The research was conducted over four years using the conventional soybean cultivar BRS 536, with field trials carried out in georeferenced plots in the Poxoréu region of Mato Grosso. Each crop cycle generated more than 2 gigabytes of data, including climate readings and high-resolution leaf images.

Practical Decision Support for Farmers

The digital platform compiles analytical reports using two decades of historical agricultural data, helping farmers assess risk across different crop cycle stages.

The user interface allows producers to review climate trends, plant imagery, and disease risk assessments in a single dashboard. Reports also provide agronomic recommendations for disease management and link to Brazil’s AGROFIT database, which lists agrochemicals approved by the Ministry of Agriculture for controlling Asian rust.

According to Neves, the system enables more precise monitoring of disease risk across the crop lifecycle while supporting more targeted use of fungicides.

“The key point of the research was creating a method that integrates different types of data to provide a more reliable diagnosis,” he said. “Using only images or climate data separately can lead to false positives.”

Expert Validation

Plant pathologists Bernardo Halfeld‑Vieira and Katia Nechet of Embrapa Environment helped validate the system alongside other experts.

They say the model provides more accurate estimates of environmental conditions that favor disease progression and allows farmers to take preventive action before infections reach severe levels.

“In practice, the method enables control measures to be taken before the disease becomes severe,” the researchers said. “Farmers can decide earlier when to implement control strategies.”

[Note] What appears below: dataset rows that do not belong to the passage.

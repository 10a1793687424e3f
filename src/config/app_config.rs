//! # 网关配置结构定义

use super::SsoConfig;
use crate::error::{GatewayError, Result};
use serde::{Deserialize, Serialize};
use url::Url;

/// 根配置
#[derive(Debug, Clone, Serialize, Deserialize)]
pub struct GatewayConfig {
    /// 监听设置
    #[serde(default)]
    pub server: ServerConfig,
    /// 引擎配置
    #[serde(default)]
    pub gateway: EngineConfig,
    /// 上游目标，按路径前缀匹配
    pub proxies: Vec<ProxyConfig>,
    /// 认证插件配置
    #[serde(default)]
    pub sso: SsoConfig,
}

impl GatewayConfig {
    /// 校验 serde 无法校验的取值。
    pub fn validate(&self) -> Result<()> {
        if self.server.host.trim().is_empty() {
            return Err(GatewayError::config("server.host must not be empty"));
        }

        if self.proxies.is_empty() {
            return Err(GatewayError::config("at least one [[proxies]] entry is required"));
        }

        for proxy in &self.proxies {
            proxy.validate()?;
        }

        if let Some(oauth) = &self.sso.oauth {
            Url::parse(&oauth.authorization_url).map_err(|e| {
                GatewayError::config_with_source(
                    format!("invalid sso.oauth.authorization_url: {}", oauth.authorization_url),
                    e,
                )
            })?;
        }

        Ok(())
    }
}

/// 监听配置
#[derive(Debug, Clone, Serialize, Deserialize)]
pub struct ServerConfig {
    /// 监听地址
    #[serde(default = "default_host")]
    pub host: String,
    /// 监听端口，0 表示随机端口
    #[serde(default = "default_port")]
    pub port: u16,
}

impl ServerConfig {
    /// 供 `TcpListener::bind` 使用的 `host:port`。
    #[must_use]
    pub fn address(&self) -> String {
        format!("{}:{}", self.host, self.port)
    }
}

impl Default for ServerConfig {
    fn default() -> Self {
        Self {
            host: default_host(),
            port: default_port(),
        }
    }
}

fn default_host() -> String {
    "127.0.0.1".to_string()
}

const fn default_port() -> u16 {
    8000
}

/// 管道引擎配置
#[derive(Debug, Clone, Serialize, Deserialize)]
pub struct EngineConfig {
    /// 并发交换上限；缺省或 `<= 0` 表示不限制
    #[serde(default)]
    pub max_connections: Option<i64>,
    /// 进程标识，用作 `x-request-id` 前缀
    #[serde(default = "default_uid")]
    pub uid: String,
    /// 转发头开关
    #[serde(default)]
    pub headers: HeaderToggles,
}

impl EngineConfig {
    /// 非正值归一为不限制后的实际上限。
    #[must_use]
    pub fn connection_limit(&self) -> Option<usize> {
        self.max_connections
            .filter(|limit| *limit > 0)
            .and_then(|limit| usize::try_from(limit).ok())
    }
}

impl Default for EngineConfig {
    fn default() -> Self {
        Self {
            max_connections: None,
            uid: default_uid(),
            headers: HeaderToggles::default(),
        }
    }
}

fn default_uid() -> String {
    uuid::Uuid::new_v4().simple().to_string()
}

/// 引擎写入哪些转发头，默认全部开启。
#[derive(Debug, Clone, Serialize, Deserialize)]
#[allow(clippy::struct_excessive_bools)]
pub struct HeaderToggles {
    /// 向 `x-forwarded-for` 追加客户端地址
    #[serde(rename = "x-forwarded-for", default = "enabled")]
    pub x_forwarded_for: bool,
    /// 向 `x-forwarded-host` 追加入站主机
    #[serde(rename = "x-forwarded-host", default = "enabled")]
    pub x_forwarded_host: bool,
    /// 向 `via` 追加 `"<version> <hostname>"`
    #[serde(default = "enabled")]
    pub via: bool,
    /// 将 `x-request-id` 设为 `"<uid>.<correlation id>"`
    #[serde(rename = "x-request-id", default = "enabled")]
    pub x_request_id: bool,
    /// 在 `x-response-time` 中报告上游耗时
    #[serde(rename = "x-response-time", default = "enabled")]
    pub x_response_time: bool,
}

impl Default for HeaderToggles {
    fn default() -> Self {
        Self {
            x_forwarded_for: true,
            x_forwarded_host: true,
            via: true,
            x_request_id: true,
            x_response_time: true,
        }
    }
}

const fn enabled() -> bool {
    true
}

/// 单个上游目标
#[derive(Debug, Clone, Serialize, Deserialize)]
pub struct ProxyConfig {
    /// 路由到该目标的入站路径前缀，转发前去除
    #[serde(default = "default_base_path")]
    pub base_path: String,
    /// 上游基础地址
    pub url: String,
}

impl ProxyConfig {
    fn validate(&self) -> Result<()> {
        if !self.base_path.starts_with('/') {
            return Err(GatewayError::config(format!(
                "proxy base_path must start with '/': {}",
                self.base_path
            )));
        }

        let url = Url::parse(&self.url).map_err(|e| {
            GatewayError::config_with_source(format!("invalid proxy url: {}", self.url), e)
        })?;

        match url.scheme() {
            "http" | "https" => Ok(()),
            other => Err(GatewayError::config(format!(
                "unsupported proxy scheme '{other}' in {}",
                self.url
            ))),
        }
    }
}

fn default_base_path() -> String {
    "/".to_string()
}
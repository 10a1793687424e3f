//! # 请求头转发处理模块
//!
//! 上游请求基本原样携带入站头。引擎追加配置的转发头，
//! 并去掉 HTTP 客户端会为新连接重新计算的头。

use axum::http::{HeaderMap, HeaderName, HeaderValue, Version, header};

use super::context::RequestContext;
use crate::config::HeaderToggles;

pub(crate) static X_FORWARDED_FOR: HeaderName = HeaderName::from_static("x-forwarded-for");
pub(crate) static X_FORWARDED_HOST: HeaderName = HeaderName::from_static("x-forwarded-host");
pub(crate) static X_REQUEST_ID: HeaderName = HeaderName::from_static("x-request-id");
pub(crate) static X_RESPONSE_TIME: HeaderName = HeaderName::from_static("x-response-time");

/// 不跨越代理的逐跳头。
static HOP_BY_HOP: [HeaderName; 7] = [
    header::CONNECTION,
    HeaderName::from_static("keep-alive"),
    HeaderName::from_static("proxy-connection"),
    header::TE,
    header::TRAILER,
    header::TRANSFER_ENCODING,
    header::UPGRADE,
];

/// 由（插件修改后的）入站头部构造上游请求头。
pub(crate) fn upstream_headers(ctx: &RequestContext, toggles: &HeaderToggles, uid: &str) -> HeaderMap {
    let mut headers = ctx.headers.clone();

    if toggles.x_request_id {
        if let Ok(value) = HeaderValue::from_str(&format!("{uid}.{}", ctx.correlation_id)) {
            headers.insert(X_REQUEST_ID.clone(), value);
        }
    }

    if toggles.x_forwarded_for {
        if let Some(addr) = ctx.remote_addr {
            append_list(&mut headers, &X_FORWARDED_FOR, &addr.ip().to_string());
        }
    }

    let host = ctx
        .header_str(header::HOST)
        .map(str::to_string)
        .or_else(|| ctx.uri.authority().map(ToString::to_string));

    if let Some(host) = host {
        if toggles.x_forwarded_host {
            append_list(&mut headers, &X_FORWARDED_HOST, &host);
        }
        if toggles.via {
            let via = format!("{} {}", http_version(ctx.version), strip_port(&host));
            append_list(&mut headers, &header::VIA, &via);
        }
    }

    headers.remove(header::HOST);
    headers.remove(header::CONTENT_LENGTH);
    for name in &HOP_BY_HOP {
        headers.remove(name);
    }

    headers
}

/// 消息体可能已变时，去掉客户端连接会重新计算的头。
pub(crate) fn strip_response_headers(headers: &mut HeaderMap) {
    headers.remove(header::CONTENT_LENGTH);
    for name in &HOP_BY_HOP {
        headers.remove(name);
    }
}

/// 向逗号分隔的列表头追加 `value`。
fn append_list(headers: &mut HeaderMap, name: &HeaderName, value: &str) {
    let mut parts: Vec<&str> = headers
        .get_all(name)
        .iter()
        .filter_map(|v| v.to_str().ok())
        .collect();
    parts.push(value);

    if let Ok(joined) = HeaderValue::from_str(&parts.join(", ")) {
        headers.insert(name.clone(), joined);
    }
}

const fn http_version(version: Version) -> &'static str {
    match version {
        Version::HTTP_09 => "0.9",
        Version::HTTP_10 => "1.0",
        Version::HTTP_2 => "2.0",
        Version::HTTP_3 => "3.0",
        _ => "1.1",
    }
}

fn strip_port(host: &str) -> &str {
    if host.starts_with('[') {
        return host.find(']').map_or(host, |end| &host[..=end]);
    }
    host.split(':').next().unwrap_or(host)
}
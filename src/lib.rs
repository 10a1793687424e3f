//! # SSO 网关库
//!
//! 带插件管道的反向代理，以及在上游服务前执行 OAuth2/JWT 认证的单点登录插件。

pub mod auth;
pub mod config;
pub mod error;
pub mod logging;
pub mod proxy;

// 重新导出常用类型
pub use auth::SsoPlugin;
pub use config::GatewayConfig;
pub use error::{GatewayError, Result};
pub use proxy::{Gateway, Plugin};
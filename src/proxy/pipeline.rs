//! # 插件链
//!
//! 按阶段的遍历顺序依次在已注册插件上运行一个钩子阶段。
//! 钩子失败会中止该阶段剩余部分，钩子 panic 会转为内部错误。

use bytes::Bytes;
use futures::FutureExt;
use std::any::Any;
use std::future::Future;
use std::panic::AssertUnwindSafe;
use std::sync::Arc;
use tracing::{debug, error};

use super::context::{ClientResponse, RequestContext, UpstreamResponse};
use super::plugin::{Phase, Plugin, Traversal};
use crate::error::{GatewayError, Result};

/// 数据、结束、关闭或错误链所属的消息体方向。
#[derive(Debug, Clone, Copy, PartialEq, Eq)]
pub enum Leg {
    /// 流向上游的客户端消息体
    Request,
    /// 流向客户端的上游消息体
    Response,
}

impl Leg {
    const fn data_phase(self) -> Phase {
        match self {
            Self::Request => Phase::RequestData,
            Self::Response => Phase::ResponseData,
        }
    }

    const fn end_phase(self) -> Phase {
        match self {
            Self::Request => Phase::RequestEnd,
            Self::Response => Phase::ResponseEnd,
        }
    }

    const fn close_phase(self) -> Phase {
        match self {
            Self::Request => Phase::RequestClose,
            Self::Response => Phase::ResponseClose,
        }
    }

    const fn error_phase(self) -> Phase {
        match self {
            Self::Request => Phase::RequestError,
            Self::Response => Phase::ResponseError,
        }
    }
}

/// 所有交换共享的有序只读插件列表。
#[derive(Clone, Default)]
pub struct PluginChain {
    plugins: Arc<[Arc<dyn Plugin>]>,
}

impl std::fmt::Debug for PluginChain {
    fn fmt(&self, f: &mut std::fmt::Formatter<'_>) -> std::fmt::Result {
        f.debug_list()
            .entries(self.plugins.iter().map(|p| p.name()))
            .finish()
    }
}

impl PluginChain {
    #[must_use]
    pub fn new(plugins: Vec<Arc<dyn Plugin>>) -> Self {
        Self {
            plugins: plugins.into(),
        }
    }

    #[must_use]
    pub fn len(&self) -> usize {
        self.plugins.len()
    }

    #[must_use]
    pub fn is_empty(&self) -> bool {
        self.plugins.is_empty()
    }

    fn ordered(&self, phase: Phase) -> Box<dyn Iterator<Item = &Arc<dyn Plugin>> + Send + '_> {
        match phase.traversal() {
            Traversal::Forward => Box::new(self.plugins.iter()),
            Traversal::Reverse => Box::new(self.plugins.iter().rev()),
        }
    }

    /// 按注册顺序运行 `onrequest`，插件结束响应后提前停止。
    pub async fn run_request(&self, req: &mut RequestContext, res: &mut ClientResponse) -> Result<()> {
        let correlation_id = req.correlation_id;
        for plugin in self.ordered(Phase::Request) {
            guarded(
                plugin.as_ref(),
                Phase::Request,
                correlation_id,
                plugin.on_request(req, res),
            )
            .await?;

            if res.is_finished() {
                debug!(correlation_id, plugin = plugin.name(), "response ended in onrequest");
                break;
            }
        }
        Ok(())
    }

    /// 按注册逆序运行 `onresponse`，插件结束响应后提前停止。
    pub async fn run_response(
        &self,
        req: &RequestContext,
        res: &mut ClientResponse,
        upstream: &mut UpstreamResponse,
    ) -> Result<()> {
        for plugin in self.ordered(Phase::Response) {
            guarded(
                plugin.as_ref(),
                Phase::Response,
                req.correlation_id,
                plugin.on_response(req, res, upstream),
            )
            .await?;

            if res.is_finished() {
                debug!(
                    correlation_id = req.correlation_id,
                    plugin = plugin.name(),
                    "response ended in onresponse"
                );
                break;
            }
        }
        Ok(())
    }

    /// 让一个数据块依次经过 `leg` 的所有数据钩子。插件返回 `None` 即丢弃该数据块。
    pub async fn run_data(&self, leg: Leg, req: &RequestContext, chunk: Bytes) -> Result<Option<Bytes>> {
        let phase = leg.data_phase();
        let mut current = chunk;
        for plugin in self.ordered(phase) {
            let hook = match leg {
                Leg::Request => plugin.on_request_data(req, current),
                Leg::Response => plugin.on_response_data(req, current),
            };
            match guarded(plugin.as_ref(), phase, req.correlation_id, hook).await? {
                Some(next) => current = next,
                None => return Ok(None),
            }
        }
        Ok(Some(current))
    }

    /// 以空数据块为起点运行 `leg` 的结束钩子。每个插件都会运行，最终数据块非空时返回。
    pub async fn run_end(&self, leg: Leg, req: &RequestContext) -> Result<Option<Bytes>> {
        let phase = leg.end_phase();
        let mut current = Bytes::new();
        for plugin in self.ordered(phase) {
            let hook = match leg {
                Leg::Request => plugin.on_request_end(req, current),
                Leg::Response => plugin.on_response_end(req, current),
            };
            current = guarded(plugin.as_ref(), phase, req.correlation_id, hook)
                .await?
                .unwrap_or_default();
        }
        Ok((!current.is_empty()).then_some(current))
    }

    pub async fn run_close(&self, leg: Leg, req: &RequestContext) -> Result<()> {
        let phase = leg.close_phase();
        for plugin in self.ordered(phase) {
            let hook = match leg {
                Leg::Request => plugin.on_request_close(req),
                Leg::Response => plugin.on_response_close(req),
            };
            guarded(plugin.as_ref(), phase, req.correlation_id, hook).await?;
        }
        Ok(())
    }

    pub async fn run_error(&self, leg: Leg, req: &RequestContext, err: &GatewayError) -> Result<()> {
        let phase = leg.error_phase();
        for plugin in self.ordered(phase) {
            let hook = match leg {
                Leg::Request => plugin.on_request_error(req, err),
                Leg::Response => plugin.on_response_error(req, err),
            };
            guarded(plugin.as_ref(), phase, req.correlation_id, hook).await?;
        }
        Ok(())
    }
}

async fn guarded<T>(
    plugin: &dyn Plugin,
    phase: Phase,
    correlation_id: u64,
    hook: impl Future<Output = Result<T>>,
) -> Result<T> {
    match AssertUnwindSafe(hook).catch_unwind().await {
        Ok(Ok(value)) => Ok(value),
        Ok(Err(err)) => {
            debug!(correlation_id, plugin = plugin.name(), %phase, error = %err, "hook failed");
            Err(err)
        }
        Err(panic) => {
            let reason = panic_message(panic.as_ref());
            error!(correlation_id, plugin = plugin.name(), %phase, reason, "hook panicked");
            Err(GatewayError::internal(format!(
                "plugin {} failed in {phase}",
                plugin.name()
            )))
        }
    }
}

fn panic_message(payload: &(dyn Any + Send)) -> &str {
    payload
        .downcast_ref::<&str>()
        .copied()
        .or_else(|| payload.downcast_ref::<String>().map(String::as_str))
        .unwrap_or("unknown panic")
}
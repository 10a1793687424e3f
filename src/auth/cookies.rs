//! # 会话 Cookie 存储
//!
//! 凭证保存在两个 HttpOnly cookie 中。过期时间由令牌本身计算，
//! 不短于 [`MIN_COOKIE_LIFETIME_SECS`]。

use axum::http::{HeaderMap, HeaderValue, header};
use axum_extra::extract::cookie::{Cookie, CookieJar, SameSite};
use time::OffsetDateTime;

use super::jwt::TokenCodec;
use crate::config::CookieOptions;
use crate::error::{GatewayError, Result};

/// Cookie 名称
pub const ACCESS_TOKEN_COOKIE: &str = "access_token";
pub const REFRESH_TOKEN_COOKIE: &str = "refresh_token";
pub const REDIRECT_PATH_COOKIE: &str = "redirect_path";

/// 凭证 cookie 的最短有效期。
pub const MIN_COOKIE_LIFETIME_SECS: i64 = 10;

/// 从请求头读取 cookie `name` 的值。
#[must_use]
pub fn read(headers: &HeaderMap, name: &str) -> Option<String> {
    CookieJar::from_headers(headers)
        .get(name)
        .map(|cookie| cookie.value().to_string())
        .filter(|value| !value.is_empty())
}

/// `max(access exp, refresh exp, now + floor)`，单位为 Unix 秒。
#[must_use]
pub fn credential_expiry(access_token: &str, refresh_token: Option<&str>, now: i64) -> i64 {
    let access = TokenCodec::expiry(access_token).unwrap_or(i64::MIN);
    let refresh = refresh_token
        .and_then(TokenCodec::expiry)
        .unwrap_or(i64::MIN);

    access.max(refresh).max(now + MIN_COOKIE_LIFETIME_SECS)
}

/// 为两个凭证追加 `set-cookie` 头。
pub fn write_credentials(
    headers: &mut HeaderMap,
    access_token: &str,
    refresh_token: Option<&str>,
    options: &CookieOptions,
) -> Result<()> {
    let now = OffsetDateTime::now_utc();
    let expires_at = credential_expiry(access_token, refresh_token, now.unix_timestamp());
    let expires = OffsetDateTime::from_unix_timestamp(expires_at)
        .unwrap_or_else(|_| now + time::Duration::seconds(MIN_COOKIE_LIFETIME_SECS));

    append(
        headers,
        &credential_cookie(ACCESS_TOKEN_COOKIE, access_token, expires, options),
    )?;
    if let Some(refresh_token) = refresh_token {
        append(
            headers,
            &credential_cookie(REFRESH_TOKEN_COOKIE, refresh_token, expires, options),
        )?;
    }

    tracing::debug!(expires_at, "credential cookies written");
    Ok(())
}

/// 追加立即使 cookie `name` 失效的 `set-cookie` 头。
pub fn clear(headers: &mut HeaderMap, name: &'static str, options: &CookieOptions) -> Result<()> {
    let mut cookie = Cookie::build((name, ""))
        .http_only(options.http_only)
        .secure(options.secure)
        .same_site(SameSite::Lax)
        .path(options.path.clone())
        .max_age(time::Duration::ZERO)
        .expires(OffsetDateTime::UNIX_EPOCH);

    if let Some(domain) = &options.domain {
        cookie = cookie.domain(domain.clone());
    }

    append(headers, &cookie.build())
}

fn credential_cookie<'a>(
    name: &'a str,
    value: &str,
    expires: OffsetDateTime,
    options: &CookieOptions,
) -> Cookie<'a> {
    let mut cookie = Cookie::build((name, value.to_string()))
        .http_only(options.http_only)
        .secure(options.secure)
        .same_site(SameSite::Lax)
        .path(options.path.clone())
        .expires(expires);

    if let Some(domain) = &options.domain {
        cookie = cookie.domain(domain.clone());
    }

    cookie.build()
}

fn append(headers: &mut HeaderMap, cookie: &Cookie<'_>) -> Result<()> {
    let value = HeaderValue::from_str(&cookie.to_string()).map_err(|e| {
        GatewayError::internal_with_source(format!("invalid cookie {}", cookie.name()), e)
    })?;
    headers.append(header::SET_COOKIE, value);
    Ok(())
}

Technology Meets Agricultural Education

Beyond its agricultural applications, the system has also been integrated into academic programs to demonstrate how digital technologies can solve complex farming challenges.

Neves, who is now a professor at the Federal Institute of São Paulo, says the research has become a practical teaching case that illustrates how computer science can support modern agriculture.

According to the researchers, the project highlights the growing role of data-driven agriculture in improving productivity, sustainability, and resilience in global food systems.